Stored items
━━━
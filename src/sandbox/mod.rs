//! Sandbox module containing all execution-related components.

pub mod catalog;
pub mod config;
pub mod executor;
pub mod guard;
pub mod quota;
pub mod scope;
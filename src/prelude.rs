//! Prelude module for convenient imports.

pub use crate::error::{Result, SandboxError};
pub use crate::sandbox::{
    config::SandboxConfig,
    executor::{LuaSandbox, Protected, SandboxOptions},
    quota::Quota,
};
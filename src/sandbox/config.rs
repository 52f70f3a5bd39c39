//! Sandbox configuration with builder pattern.

/// Default instruction budget applied when a call does not pick one.
pub const DEFAULT_QUOTA: u32 = 500_000;

/// Engine-level configuration for the Lua sandbox.
#[derive(Debug, Clone)]
pub struct SandboxConfig {
    /// Instruction budget used when a call leaves the quota unspecified.
    pub default_quota: u32,
    /// Maximum memory the Lua state may allocate, in bytes. None = unlimited.
    pub max_memory: Option<usize>,
    /// Accept precompiled chunks instead of rejecting them.
    ///
    /// Deployment-time capability flag; only enable it when the selected
    /// runtime is known to verify bytecode safely.
    pub allow_bytecode: bool,
}

impl Default for SandboxConfig {
    fn default() -> Self {
        Self {
            default_quota: DEFAULT_QUOTA,
            max_memory: None,
            allow_bytecode: false,
        }
    }
}

impl SandboxConfig {
    /// Create a new builder for SandboxConfig.
    pub fn builder() -> SandboxConfigBuilder {
        SandboxConfigBuilder::default()
    }
}

/// Builder for creating SandboxConfig instances.
#[derive(Debug, Clone, Default)]
pub struct SandboxConfigBuilder {
    default_quota: Option<u32>,
    max_memory: Option<usize>,
    allow_bytecode: Option<bool>,
}

impl SandboxConfigBuilder {
    /// Set the default instruction budget.
    pub fn default_quota(mut self, quota: u32) -> Self {
        self.default_quota = Some(quota);
        self
    }

    /// Set the maximum memory limit in bytes.
    pub fn max_memory(mut self, bytes: usize) -> Self {
        self.max_memory = Some(bytes);
        self
    }

    /// Allow precompiled chunks to be loaded.
    pub fn allow_bytecode(mut self, allow: bool) -> Self {
        self.allow_bytecode = Some(allow);
        self
    }

    /// Build the SandboxConfig.
    pub fn build(self) -> SandboxConfig {
        let default = SandboxConfig::default();
        SandboxConfig {
            default_quota: self.default_quota.unwrap_or(default.default_quota),
            max_memory: self.max_memory.or(default.max_memory),
            allow_bytecode: self.allow_bytecode.unwrap_or(default.allow_bytecode),
        }
    }
}
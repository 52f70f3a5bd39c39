//! Error types for the Lua sandbox.

use thiserror::Error;

use crate::sandbox::quota::QuotaHit;

/// Errors that can occur during sandbox execution.
#[derive(Error, Debug)]
pub enum SandboxError {
    /// The source failed to parse. No execution was attempted.
    #[error("compile error: {0}")]
    Compile(String),

    /// The sandboxed code raised an error. The original message is preserved.
    #[error("runtime error: {0}")]
    Runtime(String),

    /// Execution was aborted after exceeding the instruction quota.
    #[error("quota exceeded: {limit} instructions")]
    QuotaExceeded {
        /// The instruction budget that was exhausted.
        limit: u64,
    },

    /// An instruction quota was requested on a runtime without count hooks.
    #[error("instruction quotas are not supported by this Lua runtime")]
    QuotaUnsupported,

    /// The input was recognized as a precompiled chunk and rejected.
    #[error("binary chunk rejected: only text source is accepted")]
    BinaryInputRejected,

    /// The engine memory limit was exceeded.
    #[error("memory limit exceeded: {0}")]
    MemoryLimitExceeded(String),

    /// Failed to initialize the Lua engine or wire up the sandbox.
    #[error("failed to initialize runtime: {0}")]
    RuntimeInit(#[source] anyhow::Error),
}

impl SandboxError {
    /// Check if this error represents a compile failure.
    pub fn is_compile(&self) -> bool {
        matches!(self, SandboxError::Compile(_))
    }

    /// Check if this error represents a runtime error raised by the script.
    pub fn is_runtime(&self) -> bool {
        matches!(self, SandboxError::Runtime(_))
    }

    /// Check if this error represents an exhausted instruction quota.
    pub fn is_quota_exceeded(&self) -> bool {
        matches!(self, SandboxError::QuotaExceeded { .. })
    }

    /// Check if this error represents a rejected precompiled chunk.
    pub fn is_binary_rejected(&self) -> bool {
        matches!(self, SandboxError::BinaryInputRejected)
    }

    /// Check if this error represents an exceeded memory limit.
    pub fn is_memory_limit(&self) -> bool {
        matches!(self, SandboxError::MemoryLimitExceeded(_))
    }

    /// Classify an error reported by the interpreter.
    ///
    /// Quota aborts travel through the interpreter as an external error raised
    /// from the instruction hook; they are unwrapped here so callers see a
    /// distinct cause instead of a generic runtime failure.
    pub(crate) fn from_lua(err: mlua::Error) -> Self {
        match err {
            mlua::Error::SyntaxError { message, .. } => SandboxError::Compile(message),
            mlua::Error::MemoryError(message) => SandboxError::MemoryLimitExceeded(message),
            mlua::Error::CallbackError { cause, .. } => Self::from_lua((*cause).clone()),
            mlua::Error::ExternalError(cause) => match cause.downcast_ref::<QuotaHit>() {
                Some(hit) => SandboxError::QuotaExceeded { limit: hit.0 },
                None => SandboxError::Runtime(cause.to_string()),
            },
            mlua::Error::RuntimeError(message) => SandboxError::Runtime(message),
            other => SandboxError::Runtime(other.to_string()),
        }
    }
}

/// Result type alias for sandbox operations.
pub type Result<T> = std::result::Result<T, SandboxError>;
//! LLM provider implementations

pub mod gemini;
pub mod scripted;

pub use gemini::GeminiProvider;
pub use scripted::ScriptedCompanionProvider;
//! Offline companion provider with canned in-persona replies
//!
//! Used when no API key is configured so the CLI and server stay usable
//! without network access.

use std::sync::atomic::{AtomicUsize, Ordering};

use async_trait::async_trait;

use crate::error::{ConfidantError, Result};
use crate::llm::{LLMProvider, LLMRequest, LLMResponse, ModelInfo, ModelRole};

const STRESS_REPLY: &str = "My friend, I can sense the weight you're carrying. Stress feels like a storm that will never clear, but every storm passes. Let's take one slow breath together. What small step could bring you a little peace right now?";

const SADNESS_REPLY: &str = "Your heart is speaking, and I'm here to listen. Sadness is not weakness; it shows how deeply you care. Our lowest moments often teach us the most about our own strength. What would feel like a gentle comfort right now?";

const PERFORMANCE_REPLY: &str = "Whether it's a stage or a meeting room, the nerves feel the same. Remember that the people watching want you to succeed. Let's turn that nervous energy into preparation. Which part worries you the most?";

const GREETING_REPLY: &str = "Hello, my dear friend! Reaching out for support takes real courage, and I'm glad you're here. How are you feeling in this moment?";

const DEFAULT_REPLIES: [&str; 5] = [
    "I hear you, my friend. Sharing that takes courage. What feels most important for us to explore together right now?",
    "Thank you for trusting me with your thoughts. Every challenge holds the seeds of growth. Tell me more about what you're experiencing.",
    "You are not alone in this. Sometimes the heart needs to speak before the mind finds clarity. I'm listening. What would feel most helpful?",
    "Life has a way of testing us, doesn't it? But you're here and you're speaking, and that is already a victory. Let's take this one gentle step at a time.",
    "Your feelings are valid and your struggles are real. Your strength is remarkable, even when you can't feel it. What do you need most right now?",
];

const RULES: [(&[&str], &str); 4] = [
    (&["stress", "anxious", "worried"], STRESS_REPLY),
    (&["sad", "down", "depressed"], SADNESS_REPLY),
    (&["presentation", "work", "performance"], PERFORMANCE_REPLY),
    (&["hello", "hi", "good"], GREETING_REPLY),
];

/// Keyword-matched canned replies, rotating through a default set.
#[derive(Debug, Default)]
pub struct ScriptedCompanionProvider {
    cursor: AtomicUsize,
}

impl ScriptedCompanionProvider {
    pub fn new() -> Self {
        Self::default()
    }

    /// Pick the reply for a single user message
    pub fn reply_for(&self, message: &str) -> &'static str {
        let lower = message.to_lowercase();

        for (keywords, reply) in RULES {
            if keywords.iter().any(|k| lower.contains(k)) {
                return reply;
            }
        }

        let index = self.cursor.fetch_add(1, Ordering::Relaxed) % DEFAULT_REPLIES.len();
        DEFAULT_REPLIES[index]
    }
}

#[async_trait]
impl LLMProvider for ScriptedCompanionProvider {
    async fn generate_request(&self, request: &LLMRequest) -> Result<LLMResponse> {
        // The persona entry also travels as a user role, so only the last
        // entry is the message being answered.
        let last = request
            .contents
            .last()
            .filter(|c| c.role == ModelRole::User)
            .ok_or_else(|| {
                ConfidantError::Transport("No user message to respond to".to_string())
            })?;

        let text = last
            .parts
            .iter()
            .map(|p| p.text.as_str())
            .collect::<Vec<_>>()
            .join(" ");

        Ok(LLMResponse {
            content: self.reply_for(&text).to_string(),
            usage: None,
        })
    }

    fn model_info(&self) -> ModelInfo {
        ModelInfo {
            provider: "scripted".to_string(),
            model_name: "canned-replies".to_string(),
        }
    }
}

#[cfg(test)]
mod tests {
    use super::*;
    use crate::llm::ModelContent;

    #[test]
    fn test_keyword_rules() {
        let provider = ScriptedCompanionProvider::new();
        assert_eq!(provider.reply_for("I feel anxious"), STRESS_REPLY);
        assert_eq!(provider.reply_for("So DEPRESSED lately"), SADNESS_REPLY);
        assert_eq!(provider.reply_for("big presentation tomorrow"), PERFORMANCE_REPLY);
        assert_eq!(provider.reply_for("Hello there"), GREETING_REPLY);
    }

    #[test]
    fn test_default_replies_rotate() {
        let provider = ScriptedCompanionProvider::new();
        let first = provider.reply_for("xyz");
        let second = provider.reply_for("xyz");
        assert_eq!(first, DEFAULT_REPLIES[0]);
        assert_eq!(second, DEFAULT_REPLIES[1]);
    }

    #[tokio::test]
    async fn test_answers_last_user_entry() {
        let provider = ScriptedCompanionProvider::new();
        let request = LLMRequest::new(vec![
            ModelContent::text(ModelRole::User, "persona text about work"),
            ModelContent::text(ModelRole::User, "I am so sad"),
        ]);

        let response = provider.generate_request(&request).await.unwrap();
        assert_eq!(response.content, SADNESS_REPLY);
    }

    #[tokio::test]
    async fn test_rejects_trailing_assistant_entry() {
        let provider = ScriptedCompanionProvider::new();
        let request = LLMRequest::new(vec![ModelContent::text(ModelRole::Assistant, "hi")]);
        assert!(provider.generate_request(&request).await.is_err());
    }
}
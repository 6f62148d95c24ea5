//! `POST /api/chat`: one stateless turn; the history travels with the request

use axum::{Json, extract::State, extract::rejection::JsonRejection};
use chrono::Utc;
use confidant_core::conversation::{ConversationSession, Transcript, Turn};
use serde::{Deserialize, Serialize};

use crate::AppState;
use crate::error::ApiError;

#[derive(Debug, Deserialize)]
#[serde(rename_all = "camelCase")]
pub struct ChatRequest {
    #[serde(default)]
    pub message: Option<String>,
    #[serde(default)]
    pub user_id: Option<String>,
    #[serde(default)]
    pub message_history: Vec<Turn>,
}

#[derive(Debug, Serialize, Deserialize)]
#[serde(rename_all = "camelCase")]
pub struct ChatResponse {
    pub success: bool,
    pub response: String,
    pub message_history: Vec<Turn>,
    pub timestamp: String,
}

/// Present and not blank; the value is returned as sent
fn required(field: Option<String>, name: &str) -> Result<String, ApiError> {
    field
        .filter(|value| !value.trim().is_empty())
        .ok_or_else(|| ApiError::bad_request(format!("{name} is required")))
}

pub async fn chat(
    State(state): State<AppState>,
    payload: Result<Json<ChatRequest>, JsonRejection>,
) -> Result<Json<ChatResponse>, ApiError> {
    let Json(request) = payload?;

    let message = required(request.message, "message")?;
    let user_id = required(request.user_id, "userId")?.trim().to_string();

    let session = if request.message_history.is_empty() {
        ConversationSession::start(
            user_id.as_str(),
            &state.persona,
            state.provider.clone(),
            state.memory.clone(),
        )
        .await
    } else {
        let transcript = Transcript::from_turns(request.message_history)?;
        ConversationSession::resume(
            user_id.as_str(),
            transcript,
            state.provider.clone(),
            state.memory.clone(),
        )
    };
    let mut session = session.with_settings(state.settings);

    let reply = session.respond(&message).await?;
    tracing::info!(
        owner_id = %user_id,
        turns = session.transcript().len(),
        fallback = reply.fallback,
        "Chat turn completed"
    );

    // The save keeps running after the response is sent.
    drop(reply.persisted);

    Ok(Json(ChatResponse {
        success: true,
        response: reply.response,
        message_history: session.into_transcript().into_turns(),
        timestamp: Utc::now().to_rfc3339(),
    }))
}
━━━
From the data above, copy each line with the string "through" in it.

    /// Quota aborts travel through the interpreter as an external error raised
/// Keyword-matched canned replies, rotating through a default set.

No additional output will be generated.